Cellular agriculture has given us hope about the future of sustainable meat production, but what about coffee? After all, many of us (this author included) would happily give up that great steak or burger to make sure we get that first cup of coffee in the morning.
Well good news, caffeine addicts: A research lab in Finland announced they have made coffee using cellular agriculture techniques. According to an article today in Phys.org, the VTT Technical Research Centre of Finland “is developing coffee production through plant cells in its laboratory in Finland. In the process, cell cultures floating in bioreactors filled with nutrient medium are used to produce various animal- and plant-based products.”
The process by VTT includes establishing the cell lines in the lab and then transferring the cell cultures to a bioreactor where they produce biomass. Once harvested, the biomass is roasted into something resembling the coffee we purchase from the store.

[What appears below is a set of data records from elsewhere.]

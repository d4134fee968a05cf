//! Go board implementation for the engine framework
//!
//! This crate provides a complete reference implementation of the
//! [`engine_core::Board`] trait: Chinese-style area scoring, simple ko,
//! suicide prohibition, capture tracking and a positional-superko
//! diagnostic flag. It is the position type the search core's tests and
//! benches run against; the core itself never depends on it.

use std::sync::Arc;

use rand::{Rng, SeedableRng};
use rand_chacha::ChaCha20Rng;

use engine_core::{Board, Color, Coord, Group, IllegalMove, Move, Point};

/// Fixed seed for the zobrist table so hashes are stable across runs.
const ZOBRIST_SEED: u64 = 0x600B_0A2D;

/// A Go position with the rule subset the search core needs.
#[derive(Debug, Clone)]
pub struct GoBoard {
    size: usize,
    stones: Vec<Color>,
    to_move: Color,
    moves: u32,
    komi: f32,
    handicap: u32,
    last: Option<Move>,
    /// Point forbidden to the next mover after a single-stone ko capture.
    ko: Option<Point>,
    /// Stones captured by Black / by White.
    captures: [u32; 2],
    zobrist: Arc<Vec<[u64; 2]>>,
    hash: u64,
    history: Vec<u64>,
    superko: bool,
}

impl GoBoard {
    pub fn new(size: usize, komi: f32) -> Self {
        assert!((2..=25).contains(&size), "unsupported board size {size}");
        let mut rng = ChaCha20Rng::seed_from_u64(ZOBRIST_SEED);
        let zobrist = (0..size * size)
            .map(|_| [rng.gen::<u64>(), rng.gen::<u64>()])
            .collect();
        Self {
            size,
            stones: vec![Color::Empty; size * size],
            to_move: Color::Black,
            moves: 0,
            komi,
            handicap: 0,
            last: None,
            ko: None,
            captures: [0, 0],
            zobrist: Arc::new(zobrist),
            hash: 0,
            history: vec![0],
            superko: false,
        }
    }

    /// Build a position from a diagram, rows listed top to bottom:
    /// `X`/`x` black stones, `O`/`o` white, `.` empty, spaces ignored.
    pub fn from_diagram(size: usize, rows: &[&str], to_move: Color, komi: f32) -> Self {
        assert_eq!(rows.len(), size, "diagram must have {size} rows");
        let mut board = Self::new(size, komi);
        for (i, row) in rows.iter().enumerate() {
            let y = size - 1 - i;
            let cells: Vec<char> = row.chars().filter(|c| !c.is_whitespace()).collect();
            assert_eq!(cells.len(), size, "diagram row {i} must have {size} cells");
            for (x, &c) in cells.iter().enumerate() {
                let p = Point((y * size + x) as u16);
                match c {
                    'X' | 'x' | '#' => board.place(p, Color::Black),
                    'O' | 'o' => board.place(p, Color::White),
                    '.' => {}
                    other => panic!("unknown diagram cell {other:?}"),
                }
            }
        }
        board.to_move = to_move;
        board.history.push(board.hash);
        board
    }

    /// Record the handicap stone count (stones are placed via diagram or
    /// regular plays).
    pub fn set_handicap(&mut self, handicap: u32) {
        self.handicap = handicap;
    }

    pub fn stone_at(&self, point: Point) -> Color {
        self.stones[point.index()]
    }

    /// Direct stone placement outside the move protocol (setup only).
    fn place(&mut self, point: Point, color: Color) {
        debug_assert_eq!(self.stones[point.index()], Color::Empty);
        self.stones[point.index()] = color;
        self.hash ^= self.zobrist_bit(point, color);
    }

    fn zobrist_bit(&self, point: Point, color: Color) -> u64 {
        let side = match color {
            Color::Black => 0,
            Color::White => 1,
            _ => unreachable!("zobrist of a non-stone"),
        };
        self.zobrist[point.index()][side]
    }

    fn xy(&self, p: Point) -> (usize, usize) {
        (p.index() % self.size, p.index() / self.size)
    }

    fn at(&self, x: usize, y: usize) -> Point {
        Point((y * self.size + x) as u16)
    }

    fn neighbors(&self, p: Point) -> Vec<Point> {
        let (x, y) = self.xy(p);
        let mut out = Vec::with_capacity(4);
        if x > 0 {
            out.push(self.at(x - 1, y));
        }
        if x + 1 < self.size {
            out.push(self.at(x + 1, y));
        }
        if y > 0 {
            out.push(self.at(x, y - 1));
        }
        if y + 1 < self.size {
            out.push(self.at(x, y + 1));
        }
        out
    }

    fn diagonals(&self, p: Point) -> Vec<Point> {
        let (x, y) = self.xy(p);
        let mut out = Vec::with_capacity(4);
        for (dx, dy) in [(-1isize, -1isize), (-1, 1), (1, -1), (1, 1)] {
            let nx = x as isize + dx;
            let ny = y as isize + dy;
            if nx >= 0 && ny >= 0 && (nx as usize) < self.size && (ny as usize) < self.size {
                out.push(self.at(nx as usize, ny as usize));
            }
        }
        out
    }

    /// Flood-fill the chain containing `p`.
    fn chain(&self, p: Point) -> Vec<Point> {
        let color = self.stones[p.index()];
        debug_assert!(color.is_stone());
        let mut seen = vec![false; self.stones.len()];
        let mut stack = vec![p];
        let mut out = Vec::new();
        seen[p.index()] = true;
        while let Some(q) = stack.pop() {
            out.push(q);
            for n in self.neighbors(q) {
                if !seen[n.index()] && self.stones[n.index()] == color {
                    seen[n.index()] = true;
                    stack.push(n);
                }
            }
        }
        out
    }

    fn chain_liberties(&self, chain: &[Point]) -> Vec<Point> {
        let mut seen = vec![false; self.stones.len()];
        let mut libs = Vec::new();
        for &q in chain {
            for n in self.neighbors(q) {
                if !seen[n.index()] && self.stones[n.index()] == Color::Empty {
                    seen[n.index()] = true;
                    libs.push(n);
                }
            }
        }
        libs
    }

    fn chain_has_liberty(&self, chain: &[Point]) -> bool {
        chain
            .iter()
            .any(|&q| self.neighbors(q).iter().any(|&n| self.stones[n.index()] == Color::Empty))
    }

    fn capture_index(color: Color) -> usize {
        match color {
            Color::Black => 0,
            Color::White => 1,
            _ => unreachable!("captures of a non-stone color"),
        }
    }
}

impl Board for GoBoard {
    fn size(&self) -> usize {
        self.size
    }

    fn to_move(&self) -> Color {
        self.to_move
    }

    fn move_count(&self) -> u32 {
        self.moves
    }

    fn komi(&self) -> f32 {
        self.komi
    }

    fn handicap(&self) -> u32 {
        self.handicap
    }

    fn last_move(&self) -> Option<Move> {
        self.last
    }

    fn legal_points(&self, color: Color) -> Vec<Point> {
        (0..self.stones.len() as u16)
            .map(Point)
            .filter(|&p| self.is_legal(p, color))
            .collect()
    }

    fn is_legal(&self, point: Point, color: Color) -> bool {
        if self.stones[point.index()] != Color::Empty {
            return false;
        }
        if self.ko == Some(point) {
            return false;
        }
        let mut suicide = true;
        for n in self.neighbors(point) {
            match self.stones[n.index()] {
                Color::Empty => return true,
                c if c == color => {
                    // Joining a chain that keeps another liberty is fine.
                    if self.chain_liberties(&self.chain(n)).len() > 1 {
                        suicide = false;
                    }
                }
                _ => {
                    // Capturing an adjacent chain frees at least this point.
                    if self.chain_liberties(&self.chain(n)).len() == 1 {
                        suicide = false;
                    }
                }
            }
        }
        !suicide
    }

    fn is_one_point_eye(&self, point: Point, color: Color) -> bool {
        if self.stones[point.index()] != Color::Empty {
            return false;
        }
        for n in self.neighbors(point) {
            if self.stones[n.index()] != color {
                return false;
            }
        }
        let diagonals = self.diagonals(point);
        let bad = diagonals
            .iter()
            .filter(|&&d| self.stones[d.index()] == color.opposite())
            .count();
        // A missing diagonal (edge or corner) counts against the eye.
        if diagonals.len() < 4 {
            bad == 0
        } else {
            bad <= 1
        }
    }

    fn play(&mut self, mv: Move) -> Result<(), IllegalMove> {
        let point = match mv.coord {
            Coord::Resign => return Err(IllegalMove::Unplayable),
            Coord::Pass => {
                self.ko = None;
                self.moves += 1;
                self.last = Some(mv);
                self.to_move = mv.color.opposite();
                return Ok(());
            }
            Coord::Point(p) => p,
        };
        if self.stones[point.index()] != Color::Empty {
            return Err(IllegalMove::Occupied(point));
        }
        if self.ko == Some(point) {
            return Err(IllegalMove::Ko(point));
        }

        let color = mv.color;
        self.stones[point.index()] = color;
        self.hash ^= self.zobrist_bit(point, color);

        // Capture neighboring opponent chains left without liberties.
        let mut captured = Vec::new();
        for n in self.neighbors(point) {
            if self.stones[n.index()] == color.opposite() {
                let chain = self.chain(n);
                if !self.chain_has_liberty(&chain) {
                    for &q in &chain {
                        self.hash ^= self.zobrist_bit(q, color.opposite());
                        self.stones[q.index()] = Color::Empty;
                    }
                    captured.extend(chain);
                }
            }
        }

        if captured.is_empty() {
            let own = self.chain(point);
            if !self.chain_has_liberty(&own) {
                self.hash ^= self.zobrist_bit(point, color);
                self.stones[point.index()] = Color::Empty;
                return Err(IllegalMove::Suicide(point));
            }
        }

        // Simple ko: a single-stone capture by a single stone in atari
        // forbids the immediate recapture.
        self.ko = if captured.len() == 1 {
            let own = self.chain(point);
            if own.len() == 1 && self.chain_liberties(&own).len() == 1 {
                Some(captured[0])
            } else {
                None
            }
        } else {
            None
        };

        self.captures[Self::capture_index(color)] += captured.len() as u32;
        if self.history.contains(&self.hash) {
            self.superko = true;
        }
        self.history.push(self.hash);
        self.moves += 1;
        self.last = Some(mv);
        self.to_move = color.opposite();
        Ok(())
    }

    fn captures(&self, color: Color) -> u32 {
        self.captures[Self::capture_index(color)]
    }

    fn point_owner(&self, point: Point) -> Color {
        match self.stones[point.index()] {
            Color::Empty => {}
            stone => return stone,
        }
        // Flood-fill the empty region and look at its border colors.
        let mut seen = vec![false; self.stones.len()];
        let mut stack = vec![point];
        seen[point.index()] = true;
        let mut touches_black = false;
        let mut touches_white = false;
        while let Some(q) = stack.pop() {
            for n in self.neighbors(q) {
                match self.stones[n.index()] {
                    Color::Empty => {
                        if !seen[n.index()] {
                            seen[n.index()] = true;
                            stack.push(n);
                        }
                    }
                    Color::Black => touches_black = true,
                    Color::White => touches_white = true,
                    Color::Off => {}
                }
            }
        }
        match (touches_black, touches_white) {
            (true, false) => Color::Black,
            (false, true) => Color::White,
            _ => Color::Empty,
        }
    }

    fn area_score(&self) -> f32 {
        let mut score = 0.0;
        for i in 0..self.stones.len() as u16 {
            match self.point_owner(Point(i)) {
                Color::Black => score += 1.0,
                Color::White => score -= 1.0,
                _ => {}
            }
        }
        score - self.komi
    }

    fn score_with_dead(&self, dead: &[Group]) -> f32 {
        let mut cleared = self.clone();
        for group in dead {
            for &p in &group.stones {
                if cleared.stones[p.index()].is_stone() {
                    cleared.stones[p.index()] = Color::Empty;
                }
            }
        }
        cleared.area_score()
    }

    fn group_at(&self, point: Point) -> Option<Group> {
        let color = self.stones[point.index()];
        if !color.is_stone() {
            return None;
        }
        Some(Group {
            color,
            stones: self.chain(point),
        })
    }

    fn groups(&self) -> Vec<Group> {
        let mut seen = vec![false; self.stones.len()];
        let mut out = Vec::new();
        for i in 0..self.stones.len() as u16 {
            let p = Point(i);
            if seen[p.index()] || !self.stones[p.index()].is_stone() {
                continue;
            }
            let chain = self.chain(p);
            for &q in &chain {
                seen[q.index()] = true;
            }
            out.push(Group {
                color: self.stones[p.index()],
                stones: chain,
            });
        }
        out
    }

    fn estimated_moves_left(&self) -> u32 {
        let empty = self
            .stones
            .iter()
            .filter(|&&c| c == Color::Empty)
            .count() as u32;
        (empty / 3).max(10)
    }

    fn superko_violation(&self) -> bool {
        self.superko
    }

    fn clear_superko_violation(&mut self) {
        self.superko = false;
    }
}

“In terms of smell and taste, our trained sensory panel and analytical examination found the profile of the brew to bear similarity to ordinary coffee,” said VTT Research Team Leader Dr. Heiko Rischer. “However, coffee making is an art and involves iterative optimization under the supervision of specialists with dedicated equipment. Our work marks the basis for such work.”
While we’ve seen a few startups such as Atomo working on building “molecular” coffee, those approaches use upcycled plant-based ingredients with similar compounds to coffee beans. VTT’s research project is the first example we’ve seen of cellular agriculture techniques used to replicate coffee bean cells in a bioreactor.
Whether it’s cell-ag coffee beans or derived using molecular magic, discovering new approaches to create coffee is urgent given the state of traditional crop farming. Mega-producers like Brazil face severe droughts due to climate change, which has resulted in big jumps in coffee bean prices.
But don’t expect coffee from a bioreactor to show up on store shelves anytime soon. First, researchers must figure out how to scale the process, and regulatory approval would be needed.